Required work: When you answer, give every record back exactly as written.

Extracted entries:
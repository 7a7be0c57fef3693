//! JSON-file backed document store
//!
//! All collections live in memory and are flushed to a single JSON file after
//! every mutation. The file is replaced through a temporary sibling so a crash
//! mid-write never leaves a truncated store behind. A mutation only becomes
//! visible in memory once its flush has succeeded.

use super::traits::{Document, DocumentStore};
use crate::error::StoreError;
use async_trait::async_trait;
use serde_json::Value;
use std::cmp::Ordering;
use std::collections::BTreeMap;
use std::path::{Path, PathBuf};
use tokio::sync::RwLock;

type Collections = BTreeMap<String, BTreeMap<String, Document>>;

/// Document store persisted as one JSON file
pub struct JsonFileStore {
    /// Backing file, `None` for a purely in-memory store
    path: Option<PathBuf>,
    collections: RwLock<Collections>,
}

impl JsonFileStore {
    /// Create a store that never touches the filesystem
    pub fn in_memory() -> Self {
        Self {
            path: None,
            collections: RwLock::new(Collections::new()),
        }
    }

    /// Open (or create) a store backed by the given file
    pub async fn open(path: impl Into<PathBuf>) -> Result<Self, StoreError> {
        let path = path.into();
        let collections = match tokio::fs::read_to_string(&path).await {
            Ok(content) if !content.trim().is_empty() => serde_json::from_str(&content)?,
            Ok(_) => Collections::new(),
            Err(e) if e.kind() == std::io::ErrorKind::NotFound => Collections::new(),
            Err(e) => return Err(e.into()),
        };

        tracing::info!(
            "Opened document store at {} ({} collections)",
            path.display(),
            collections.len()
        );

        Ok(Self {
            path: Some(path),
            collections: RwLock::new(collections),
        })
    }

    /// Backing file path, if any
    pub fn path(&self) -> Option<&Path> {
        self.path.as_deref()
    }

    async fn persist(&self, collections: &Collections) -> Result<(), StoreError> {
        let Some(path) = &self.path else {
            return Ok(());
        };
        if let Some(parent) = path.parent() {
            tokio::fs::create_dir_all(parent).await?;
        }
        let content = serde_json::to_string_pretty(collections)?;
        let tmp = path.with_extension("json.tmp");
        tokio::fs::write(&tmp, content).await?;
        tokio::fs::rename(&tmp, path).await?;
        Ok(())
    }
}

/// Order two optional field values: strings lexically, numbers numerically,
/// missing values after present ones.
fn compare_field(a: Option<&Value>, b: Option<&Value>) -> Ordering {
    match (a, b) {
        (None, None) => Ordering::Equal,
        (None, Some(_)) => Ordering::Greater,
        (Some(_), None) => Ordering::Less,
        (Some(Value::Number(x)), Some(Value::Number(y))) => {
            let x = x.as_f64().unwrap_or_default();
            let y = y.as_f64().unwrap_or_default();
            x.partial_cmp(&y).unwrap_or(Ordering::Equal)
        }
        (Some(Value::String(x)), Some(Value::String(y))) => x.cmp(y),
        (Some(x), Some(y)) => x.to_string().cmp(&y.to_string()),
    }
}

#[async_trait]
impl DocumentStore for JsonFileStore {
    async fn get(&self, collection: &str, key: &str) -> Result<Option<Document>, StoreError> {
        tracing::debug!("get {collection}/{key}");
        let collections = self.collections.read().await;
        Ok(collections
            .get(collection)
            .and_then(|docs| docs.get(key))
            .cloned())
    }

    async fn set(
        &self,
        collection: &str,
        key: &str,
        doc: Document,
        merge: bool,
    ) -> Result<(), StoreError> {
        tracing::debug!("set {collection}/{key} (merge={merge})");
        let mut collections = self.collections.write().await;
        let mut next = collections.clone();
        let docs = next.entry(collection.to_string()).or_default();
        match docs.get_mut(key) {
            Some(existing) if merge => existing.extend(doc),
            _ => {
                docs.insert(key.to_string(), doc);
            }
        }
        self.persist(&next).await?;
        *collections = next;
        Ok(())
    }

    async fn add(&self, collection: &str, doc: Document) -> Result<String, StoreError> {
        let id = uuid::Uuid::new_v4().to_string();
        tracing::debug!("add {collection}/{id}");
        let mut collections = self.collections.write().await;
        let mut next = collections.clone();
        next.entry(collection.to_string())
            .or_default()
            .insert(id.clone(), doc);
        self.persist(&next).await?;
        *collections = next;
        Ok(id)
    }

    async fn delete(&self, collection: &str, key: &str) -> Result<(), StoreError> {
        tracing::debug!("delete {collection}/{key}");
        let mut collections = self.collections.write().await;
        let mut next = collections.clone();
        let removed = next
            .get_mut(collection)
            .and_then(|docs| docs.remove(key))
            .is_some();
        if removed {
            self.persist(&next).await?;
            *collections = next;
        }
        Ok(())
    }

    async fn find_by_field(
        &self,
        collection: &str,
        field: &str,
        value: &Value,
    ) -> Result<Vec<(String, Document)>, StoreError> {
        let collections = self.collections.read().await;
        Ok(collections
            .get(collection)
            .map(|docs| {
                docs.iter()
                    .filter(|(_, doc)| doc.get(field) == Some(value))
                    .map(|(id, doc)| (id.clone(), doc.clone()))
                    .collect()
            })
            .unwrap_or_default())
    }

    async fn list_ordered(
        &self,
        collection: &str,
        field: &str,
        descending: bool,
    ) -> Result<Vec<(String, Document)>, StoreError> {
        let collections = self.collections.read().await;
        let mut docs: Vec<(String, Document)> = collections
            .get(collection)
            .map(|docs| {
                docs.iter()
                    .map(|(id, doc)| (id.clone(), doc.clone()))
                    .collect()
            })
            .unwrap_or_default();

        docs.sort_by(|(_, a), (_, b)| {
            let (fa, fb) = (a.get(field), b.get(field));
            match (fa, fb, descending) {
                // Missing fields stay last regardless of direction
                (Some(_), Some(_), true) => compare_field(fb, fa),
                _ => compare_field(fa, fb),
            }
        });
        Ok(docs)
    }
}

Written solution:
repository 7a7be0c57fef3693
//! JSON-file backed document store
//!
//! All collections live in memory and are flushed to a single JSON file after
//! every mutation. The file is replaced through a temporary sibling so a crash
//! mid-write never leaves a truncated store behind. A mutation only becomes
//! visible in memory once its flush has succeeded.

use super::traits::{Document, DocumentStore};
use crate::error::StoreError;
use async_trait::async_trait;
use serde_json::Value;
use std::cmp::Ordering;
use std::collections::BTreeMap;
use std::path::{Path, PathBuf};
use tokio::sync::RwLock;

type Collections = BTreeMap<String, BTreeMap<String, Document>>;

/// Document store persisted as one JSON file
pub struct JsonFileStore {
    /// Backing file, `None` for a purely in-memory store
    path: Option<PathBuf>,
    collections: RwLock<Collections>,
}

impl JsonFileStore {
    /// Create a store that never touches the filesystem
    pub fn in_memory() -> Self {
        Self {
            path: None,
            collections: RwLock::new(Collections::new()),
        }
    }

    /// Open (or create) a store backed by the given file
    pub async fn open(path: impl Into<PathBuf>) -> Result<Self, StoreError> {
        let path = path.into();
        let collections = match tokio::fs::read_to_string(&path).await {
            Ok(content) if !content.trim().is_empty() => serde_json::from_str(&content)?,
            Ok(_) => Collections::new(),
            Err(e) if e.kind() == std::io::ErrorKind::NotFound => Collections::new(),
            Err(e) => return Err(e.into()),
        };

        tracing::info!(
            "Opened document store at {} ({} collections)",
            path.display(),
            collections.len()
        );

        Ok(Self {
            path: Some(path),
            collections: RwLock::new(collections),
        })
    }

    /// Backing file path, if any
    pub fn path(&self) -> Option<&Path> {
        self.path.as_deref()
    }

    async fn persist(&self, collections: &Collections) -> Result<(), StoreError> {
        let Some(path) = &self.path else {
            return Ok(());
        };
        if let Some(parent) = path.parent() {
            tokio::fs::create_dir_all(parent).await?;
        }
        let content = serde_json::to_string_pretty(collections)?;
        let tmp = path.with_extension("json.tmp");
        tokio::fs::write(&tmp, content).await?;
        tokio::fs::rename(&tmp, path).await?;
        Ok(())
    }
}

/// Order two optional field values: strings lexically, numbers numerically,
/// missing values after present ones.
fn compare_field(a: Option<&Value>, b: Option<&Value>) -> Ordering {
    match (a, b) {
        (None, None) => Ordering::Equal,
        (None, Some(_)) => Ordering::Greater,
        (Some(_), None) => Ordering::Less,
        (Some(Value::Number(x)), Some(Value::Number(y))) => {
            let x = x.as_f64().unwrap_or_default();
            let y = y.as_f64().unwrap_or_default();
            x.partial_cmp(&y).unwrap_or(Ordering::Equal)
        }
        (Some(Value::String(x)), Some(Value::String(y))) => x.cmp(y),
        (Some(x), Some(y)) => x.to_string().cmp(&y.to_string()),
    }
}

#[async_trait]
impl DocumentStore for JsonFileStore {
    async fn get(&self, collection: &str, key: &str) -> Result<Option<Document>, StoreError> {
        tracing::debug!("get {collection}/{key}");
        let collections = self.collections.read().await;
        Ok(collections
            .get(collection)
            .and_then(|docs| docs.get(key))
            .cloned())
    }

    async fn set(
        &self,
        collection: &str,
        key: &str,
        doc: Document,
        merge: bool,
    ) -> Result<(), StoreError> {
        tracing::debug!("set {collection}/{key} (merge={merge})");
        let mut collections = self.collections.write().await;
        let mut next = collections.clone();
        let docs = next.entry(collection.to_string()).or_default();
        match docs.get_mut(key) {
            Some(existing) if merge => existing.extend(doc),
            _ => {
                docs.insert(key.to_string(), doc);
            }
        }
        self.persist(&next).await?;
        *collections = next;
        Ok(())
    }

    async fn add(&self, collection: &str, doc: Document) -> Result<String, StoreError> {
        let id = uuid::Uuid::new_v4().to_string();
        tracing::debug!("add {collection}/{id}");
        let mut collections = self.collections.write().await;
        let mut next = collections.clone();
        next.entry(collection.to_string())
            .or_default()
            .insert(id.clone(), doc);
        self.persist(&next).await?;
        *collections = next;
        Ok(id)
    }

    async fn delete(&self, collection: &str, key: &str) -> Result<(), StoreError> {
        tracing::debug!("delete {collection}/{key}");
        let mut collections = self.collections.write().await;
        let mut next = collections.clone();
        let removed = next
            .get_mut(collection)
            .and_then(|docs| docs.remove(key))
            .is_some();
        if removed {
            self.persist(&next).await?;
            *collections = next;
        }
        Ok(())
    }

    async fn find_by_field(
        &self,
        collection: &str,
        field: &str,
        value: &Value,
    ) -> Result<Vec<(String, Document)>, StoreError> {
        let collections = self.collections.read().await;
        Ok(collections
            .get(collection)
            .map(|docs| {
                docs.iter()
                    .filter(|(_, doc)| doc.get(field) == Some(value))
                    .map(|(id, doc)| (id.clone(), doc.clone()))
                    .collect()
            })
            .unwrap_or_default())
    }

    async fn list_ordered(
        &self,
        collection: &str,
        field: &str,
        descending: bool,
    ) -> Result<Vec<(String, Document)>, StoreError> {
        let collections = self.collections.read().await;
        let mut docs: Vec<(String, Document)> = collections
            .get(collection)
            .map(|docs| {
                docs.iter()
                    .map(|(id, doc)| (id.clone(), doc.clone()))
                    .collect()
            })
            .unwrap_or_default();

        docs.sort_by(|(_, a), (_, b)| {
            let (fa, fb) = (a.get(field), b.get(field));
            match (fa, fb, descending) {
                // Missing fields stay last regardless of direction
                (Some(_), Some(_), true) => compare_field(fb, fa),
                _ => compare_field(fa, fb),
            }
        });
        Ok(docs)
    }
}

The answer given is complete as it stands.